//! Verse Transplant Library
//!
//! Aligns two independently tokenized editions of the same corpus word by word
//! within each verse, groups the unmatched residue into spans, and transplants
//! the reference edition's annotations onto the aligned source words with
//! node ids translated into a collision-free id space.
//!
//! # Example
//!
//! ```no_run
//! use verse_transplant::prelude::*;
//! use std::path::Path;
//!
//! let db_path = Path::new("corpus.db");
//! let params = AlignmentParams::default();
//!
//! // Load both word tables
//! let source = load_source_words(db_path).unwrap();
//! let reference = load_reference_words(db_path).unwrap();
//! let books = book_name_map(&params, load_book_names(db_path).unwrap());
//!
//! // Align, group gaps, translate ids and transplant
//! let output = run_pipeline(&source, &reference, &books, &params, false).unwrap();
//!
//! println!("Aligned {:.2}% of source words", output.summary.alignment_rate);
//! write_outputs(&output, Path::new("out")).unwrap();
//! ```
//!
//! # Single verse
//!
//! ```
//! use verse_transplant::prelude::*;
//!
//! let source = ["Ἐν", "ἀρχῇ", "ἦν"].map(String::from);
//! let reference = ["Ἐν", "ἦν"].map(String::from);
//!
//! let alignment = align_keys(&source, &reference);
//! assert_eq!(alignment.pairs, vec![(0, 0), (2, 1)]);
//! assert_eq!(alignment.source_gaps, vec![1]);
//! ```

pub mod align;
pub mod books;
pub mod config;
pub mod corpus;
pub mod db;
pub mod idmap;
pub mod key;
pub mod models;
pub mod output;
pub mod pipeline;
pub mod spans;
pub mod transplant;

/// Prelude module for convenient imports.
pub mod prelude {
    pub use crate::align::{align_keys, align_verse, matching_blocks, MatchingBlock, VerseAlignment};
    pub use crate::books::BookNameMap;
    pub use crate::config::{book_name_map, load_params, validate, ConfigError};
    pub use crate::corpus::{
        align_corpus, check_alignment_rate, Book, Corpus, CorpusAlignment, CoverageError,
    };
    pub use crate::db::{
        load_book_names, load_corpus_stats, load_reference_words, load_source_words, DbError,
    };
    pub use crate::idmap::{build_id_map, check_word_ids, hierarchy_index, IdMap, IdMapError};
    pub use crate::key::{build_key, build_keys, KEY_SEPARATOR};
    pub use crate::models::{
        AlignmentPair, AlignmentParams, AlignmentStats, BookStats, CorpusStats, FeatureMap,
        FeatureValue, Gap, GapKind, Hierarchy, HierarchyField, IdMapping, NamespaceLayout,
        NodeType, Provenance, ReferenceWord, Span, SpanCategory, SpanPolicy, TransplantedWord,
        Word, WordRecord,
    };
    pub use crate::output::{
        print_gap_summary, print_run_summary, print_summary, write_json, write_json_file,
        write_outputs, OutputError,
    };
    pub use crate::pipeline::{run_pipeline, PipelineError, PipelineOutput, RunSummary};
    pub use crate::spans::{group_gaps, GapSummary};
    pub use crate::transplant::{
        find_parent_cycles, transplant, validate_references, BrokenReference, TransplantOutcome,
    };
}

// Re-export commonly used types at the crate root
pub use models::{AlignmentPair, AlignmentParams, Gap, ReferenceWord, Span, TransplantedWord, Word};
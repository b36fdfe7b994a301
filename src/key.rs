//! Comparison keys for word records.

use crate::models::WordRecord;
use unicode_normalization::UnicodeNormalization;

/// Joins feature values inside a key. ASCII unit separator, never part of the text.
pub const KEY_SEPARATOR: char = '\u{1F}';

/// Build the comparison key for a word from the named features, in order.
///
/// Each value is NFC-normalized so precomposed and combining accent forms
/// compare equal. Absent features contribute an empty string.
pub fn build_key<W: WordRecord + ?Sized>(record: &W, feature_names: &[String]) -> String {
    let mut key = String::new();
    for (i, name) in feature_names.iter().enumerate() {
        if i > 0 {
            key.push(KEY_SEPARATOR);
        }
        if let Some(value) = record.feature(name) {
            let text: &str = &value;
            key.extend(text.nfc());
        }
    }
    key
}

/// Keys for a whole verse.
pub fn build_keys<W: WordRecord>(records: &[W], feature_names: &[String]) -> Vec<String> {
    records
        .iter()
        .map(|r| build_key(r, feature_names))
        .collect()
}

(What to produce) Please copy each line of the material that has the string "records" somewhere in it.

(Response)
//! Comparison keys for word records.
pub fn build_keys<W: WordRecord>(records: &[W], feature_names: &[String]) -> Vec<String> {
    records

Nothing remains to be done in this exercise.